### What needs to be done
Starting with the line that contains "use super::query::Query;" and stopping after the line that contains "let mut index", copy the entries below exactly. Include nothing else.
============================================================
//! File-backed index: a [`MemoryIndex`] persisted as a snapshot.

use std::path::{Path, PathBuf};

use tracing::{debug, warn};

use super::memory::MemoryIndex;
use super::query::Query;
use super::{IndexEntry, InvertedIndex};
use crate::error::Result;
use crate::model::ids::IndexDocId;
use crate::store::snapshot::{self, INDEX_MAGIC};

/// An [`InvertedIndex`] loaded from and flushed to a snapshot file.
pub struct FileIndex {
    path: PathBuf,
    inner: MemoryIndex,
    dirty: bool,
}

impl FileIndex {
    pub fn open(path: impl AsRef<Path>) -> Result<Self> {
        let path = path.as_ref().to_path_buf();
        let inner = snapshot::load(&path, INDEX_MAGIC)?.unwrap_or_default();
        debug!(path = %path.display(), "Opened file index");
        Ok(Self {
            path,
            inner,
            dirty: false,
        })
    }

    pub fn flush(&mut self) -> Result<()> {
        if !self.dirty {
            return Ok(());
        }
        let count = self.inner.size()? as u64;
        snapshot::save(&self.path, INDEX_MAGIC, &self.inner, count)?;
        self.dirty = false;
        Ok(())
    }
}

impl InvertedIndex for FileIndex {
    fn add_entry(&mut self, entry: &IndexEntry) -> Result<IndexDocId> {
        self.dirty = true;
        self.inner.add_entry(entry)
    }

    fn add_label(&mut self, doc: IndexDocId, label: &str) -> Result<()> {
        self.dirty = true;
        self.inner.add_label(doc, label)
    }

    fn remove_label(&mut self, doc: IndexDocId, label: &str) -> Result<()> {
        self.dirty = true;
        self.inner.remove_label(doc, label)
    }

    fn run_query(
        &self,
        query: &Query,
        after: Option<IndexDocId>,
        limit: usize,
    ) -> Result<Vec<IndexDocId>> {
        self.inner.run_query(query, after, limit)
    }

    fn size(&self) -> Result<usize> {
        self.inner.size()
    }
}

impl Drop for FileIndex {
    fn drop(&mut self) {
        if let Err(e) = self.flush() {
            warn!(path = %self.path.display(), error = %e, "Failed to flush index on drop");
        }
    }
}

#[cfg(test)]
mod tests {
    use super::*;

    #[test]
    fn test_index_survives_reopen() {
        let dir = tempfile::tempdir().unwrap();
        let path = dir.path().join("index.bin");
        let id = {
            let mut index = FileIndex::open(&path).unwrap();
            let mut e = IndexEntry::new();
            e.add_string("body", "hello bob");
            let id = index.add_entry(&e).unwrap();
            index.add_label(id, "inbox").unwrap();
            id
        };
        let index = FileIndex::open(&path).unwrap();
        let q = Query::parse_default("hello ~inbox").unwrap();
        assert_eq!(index.run_query(&q, None, 10).unwrap(), vec![id]);
    }
}
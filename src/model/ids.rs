//! Identifier types.
//!
//! The store and the inverted index number documents independently, so the
//! two id spaces get distinct newtypes. Thread ids are tagged: a thread is
//! either rooted at a real message or at a pseudo-root standing in for an
//! ancestor that has never been seen.

use std::fmt;
use std::str::FromStr;

use serde::{Deserialize, Serialize};

/// Stable message identity assigned by the meta-index. Starts at 1.
#[derive(Debug, Clone, Copy, PartialEq, Eq, PartialOrd, Ord, Hash, Serialize, Deserialize)]
pub struct DocId(pub u64);

/// Document identity assigned by the inverted index.
#[derive(Debug, Clone, Copy, PartialEq, Eq, PartialOrd, Ord, Hash, Serialize, Deserialize)]
pub struct IndexDocId(pub u64);

/// Identity of a thread, and of a node inside a thread structure.
#[derive(Debug, Clone, Copy, PartialEq, Eq, PartialOrd, Ord, Hash, Serialize, Deserialize)]
pub enum ThreadId {
    /// The node (or thread root) is a message we hold.
    Real(DocId),
    /// Placeholder joining several known children of an unseen parent.
    /// The token is the first real docid found under its first child.
    Pseudo(DocId),
}

impl ThreadId {
    /// The docid of a real node, `None` for pseudo-roots.
    pub fn docid(self) -> Option<DocId> {
        match self {
            ThreadId::Real(d) => Some(d),
            ThreadId::Pseudo(_) => None,
        }
    }

    pub fn is_pseudo(self) -> bool {
        matches!(self, ThreadId::Pseudo(_))
    }
}

impl fmt::Display for DocId {
    fn fmt(&self, f: &mut fmt::Formatter<'_>) -> fmt::Result {
        write!(f, "{}", self.0)
    }
}

impl fmt::Display for IndexDocId {
    fn fmt(&self, f: &mut fmt::Formatter<'_>) -> fmt::Result {
        write!(f, "{}", self.0)
    }
}

/// Real threads print as the bare docid, pseudo-roots as `p<token>`.
impl fmt::Display for ThreadId {
    fn fmt(&self, f: &mut fmt::Formatter<'_>) -> fmt::Result {
        match self {
            ThreadId::Real(d) => write!(f, "{}", d.0),
            ThreadId::Pseudo(d) => write!(f, "p{}", d.0),
        }
    }
}

impl FromStr for DocId {
    type Err = std::num::ParseIntError;

    fn from_str(s: &str) -> Result<Self, Self::Err> {
        s.trim().parse().map(DocId)
    }
}

impl FromStr for ThreadId {
    type Err = std::num::ParseIntError;

    fn from_str(s: &str) -> Result<Self, Self::Err> {
        let s = s.trim();
        match s.strip_prefix('p') {
            Some(token) => token.parse().map(|n| ThreadId::Pseudo(DocId(n))),
            None => s.parse().map(|n| ThreadId::Real(DocId(n))),
        }
    }
}

#[cfg(test)]
mod tests {
    use super::*;

    #[test]
    fn test_thread_id_display_and_parse() {
        let real = ThreadId::Real(DocId(12));
        let pseudo = ThreadId::Pseudo(DocId(12));
        assert_eq!(real.to_string(), "12");
        assert_eq!(pseudo.to_string(), "p12");
        assert_eq!("12".parse::<ThreadId>().unwrap(), real);
        assert_eq!("p12".parse::<ThreadId>().unwrap(), pseudo);
        assert!("px".parse::<ThreadId>().is_err());
    }

    #[test]
    fn test_real_and_pseudo_never_compare_equal() {
        assert_ne!(ThreadId::Real(DocId(3)), ThreadId::Pseudo(DocId(3)));
        assert_eq!(ThreadId::Real(DocId(3)).docid(), Some(DocId(3)));
        assert_eq!(ThreadId::Pseudo(DocId(3)).docid(), None);
    }
}
//! Snapshot file format shared by the file-backed store and index.
//!
//! ```text
//! ┌──────────────────────────────────────┐
//! │ HEADER (128 bytes, fixed)            │
//! │  magic: [u8; 8]                      │
//! │  version: u32                        │
//! │  flags: u32                          │
//! │  entry_count: u64                    │
//! │  payload_len: u64                    │
//! │  sha256_payload: [u8; 32]            │
//! │  (padding to 128 bytes)              │
//! ├──────────────────────────────────────┤
//! │ PAYLOAD (variable)                   │
//! │  bincode-serialized contents         │
//! └──────────────────────────────────────┘
//! ```
//!
//! Snapshots are written to a sibling temp file and renamed into place, so a
//! crash mid-write leaves the previous snapshot intact.

use std::fs::File;
use std::io::Write;
use std::path::{Path, PathBuf};

use serde::de::DeserializeOwned;
use serde::Serialize;
use sha2::{Digest, Sha256};
use tracing::{debug, info};

use crate::error::{ArchiveError, Result};

/// Magic bytes of a key/value store snapshot.
pub const STORE_MAGIC: &[u8; 8] = b"ARCHVKV\0";

/// Magic bytes of an inverted index snapshot.
pub const INDEX_MAGIC: &[u8; 8] = b"ARCHVIX\0";

/// Current snapshot format version.
pub const FORMAT_VERSION: u32 = 1;

/// Fixed header size in bytes.
pub const HEADER_SIZE: usize = 128;

#[derive(Debug, serde::Serialize, serde::Deserialize)]
struct SnapshotHeader {
    magic: [u8; 8],
    version: u32,
    flags: u32,
    entry_count: u64,
    payload_len: u64,
    sha256_payload: [u8; 32],
}

impl SnapshotHeader {
    fn validate(&self, magic: &[u8; 8]) -> std::result::Result<(), String> {
        if self.magic != *magic {
            return Err("Invalid magic bytes".into());
        }
        if self.version != FORMAT_VERSION {
            return Err(format!(
                "Incompatible format version: expected {FORMAT_VERSION}, found {}",
                self.version
            ));
        }
        Ok(())
    }
}

/// Load a snapshot. Returns `None` if the file does not exist; any damage is an error.
pub fn load<T: DeserializeOwned>(path: &Path, magic: &[u8; 8]) -> Result<Option<T>> {
    if !path.exists() {
        return Ok(None);
    }
    let data = std::fs::read(path).map_err(|e| ArchiveError::io(path, e))?;
    let invalid = |reason: String| ArchiveError::InvalidStore {
        path: path.to_path_buf(),
        reason,
    };

    if data.len() < HEADER_SIZE {
        return Err(invalid("File too small for header".into()));
    }

    let header: SnapshotHeader = bincode::deserialize(&data[..HEADER_SIZE])
        .map_err(|e| invalid(format!("Header deserialization failed: {e}")))?;
    header.validate(magic).map_err(invalid)?;

    let payload = &data[HEADER_SIZE..];
    if payload.len() as u64 != header.payload_len {
        return Err(invalid(format!(
            "Payload length mismatch: header says {}, file has {}",
            header.payload_len,
            payload.len()
        )));
    }
    if sha256(payload) != header.sha256_payload {
        return Err(invalid("Payload checksum mismatch".into()));
    }

    let value = bincode::deserialize(payload)
        .map_err(|e| invalid(format!("Payload deserialization failed: {e}")))?;
    debug!(path = %path.display(), entries = header.entry_count, "Loaded snapshot");
    Ok(Some(value))
}

/// Write a snapshot atomically (temp file + rename).
pub fn save<T: Serialize>(path: &Path, magic: &[u8; 8], value: &T, entry_count: u64) -> Result<()> {
    let payload = bincode::serialize(value)
        .map_err(|e| ArchiveError::codec(&path.display().to_string(), e))?;

    let header = SnapshotHeader {
        magic: *magic,
        version: FORMAT_VERSION,
        flags: 0,
        entry_count,
        payload_len: payload.len() as u64,
        sha256_payload: sha256(&payload),
    };
    let header_bytes = bincode::serialize(&header)
        .map_err(|e| ArchiveError::codec(&path.display().to_string(), e))?;

    let mut padded_header = vec![0u8; HEADER_SIZE];
    let copy_len = header_bytes.len().min(HEADER_SIZE);
    padded_header[..copy_len].copy_from_slice(&header_bytes[..copy_len]);

    if let Some(parent) = path.parent() {
        if !parent.as_os_str().is_empty() {
            std::fs::create_dir_all(parent).map_err(|e| ArchiveError::io(parent, e))?;
        }
    }

    let tmp = temp_path_for(path);
    {
        let mut file = File::create(&tmp).map_err(|e| ArchiveError::io(&tmp, e))?;
        file.write_all(&padded_header)
            .map_err(|e| ArchiveError::io(&tmp, e))?;
        file.write_all(&payload)
            .map_err(|e| ArchiveError::io(&tmp, e))?;
        file.sync_all().map_err(|e| ArchiveError::io(&tmp, e))?;
    }
    std::fs::rename(&tmp, path).map_err(|e| ArchiveError::io(path, e))?;
    info!(path = %path.display(), entries = entry_count, "Snapshot written");
    Ok(())
}

fn sha256(bytes: &[u8]) -> [u8; 32] {
    let mut hasher = Sha256::new();
    hasher.update(bytes);
    hasher.finalize().into()
}

/// Example: `/data/store.bin` → `/data/.store.bin.tmp`
fn temp_path_for(path: &Path) -> PathBuf {
    let filename = path.file_name().unwrap_or_default().to_string_lossy();
    path.with_file_name(format!(".{filename}.tmp"))
}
============================================================
### Solution to this exercise
use super::query::Query;
use super::{IndexEntry, InvertedIndex};
use crate::error::Result;
use crate::model::ids::IndexDocId;
use crate::store::snapshot::{self, INDEX_MAGIC};

/// An [`InvertedIndex`] loaded from and flushed to a snapshot file.
pub struct FileIndex {
    path: PathBuf,
    inner: MemoryIndex,
    dirty: bool,
}

impl FileIndex {
    pub fn open(path: impl AsRef<Path>) -> Result<Self> {
        let path = path.as_ref().to_path_buf();
        let inner = snapshot::load(&path, INDEX_MAGIC)?.unwrap_or_default();
        debug!(path = %path.display(), "Opened file index");
        Ok(Self {
            path,
            inner,
            dirty: false,
        })
    }

    pub fn flush(&mut self) -> Result<()> {
        if !self.dirty {
            return Ok(());
        }
        let count = self.inner.size()? as u64;
        snapshot::save(&self.path, INDEX_MAGIC, &self.inner, count)?;
        self.dirty = false;
        Ok(())
    }
}

impl InvertedIndex for FileIndex {
    fn add_entry(&mut self, entry: &IndexEntry) -> Result<IndexDocId> {
        self.dirty = true;
        self.inner.add_entry(entry)
    }

    fn add_label(&mut self, doc: IndexDocId, label: &str) -> Result<()> {
        self.dirty = true;
        self.inner.add_label(doc, label)
    }

    fn remove_label(&mut self, doc: IndexDocId, label: &str) -> Result<()> {
        self.dirty = true;
        self.inner.remove_label(doc, label)
    }

    fn run_query(
        &self,
        query: &Query,
        after: Option<IndexDocId>,
        limit: usize,
    ) -> Result<Vec<IndexDocId>> {
        self.inner.run_query(query, after, limit)
    }

    fn size(&self) -> Result<usize> {
        self.inner.size()
    }
}

impl Drop for FileIndex {
    fn drop(&mut self) {
        if let Err(e) = self.flush() {
            warn!(path = %self.path.display(), error = %e, "Failed to flush index on drop");
        }
    }
}

#[cfg(test)]
mod tests {
    use super::*;

    #[test]
    fn test_index_survives_reopen() {
        let dir = tempfile::tempdir().unwrap();
        let path = dir.path().join("index.bin");
        let id = {
            let mut index = FileIndex::open(&path).unwrap();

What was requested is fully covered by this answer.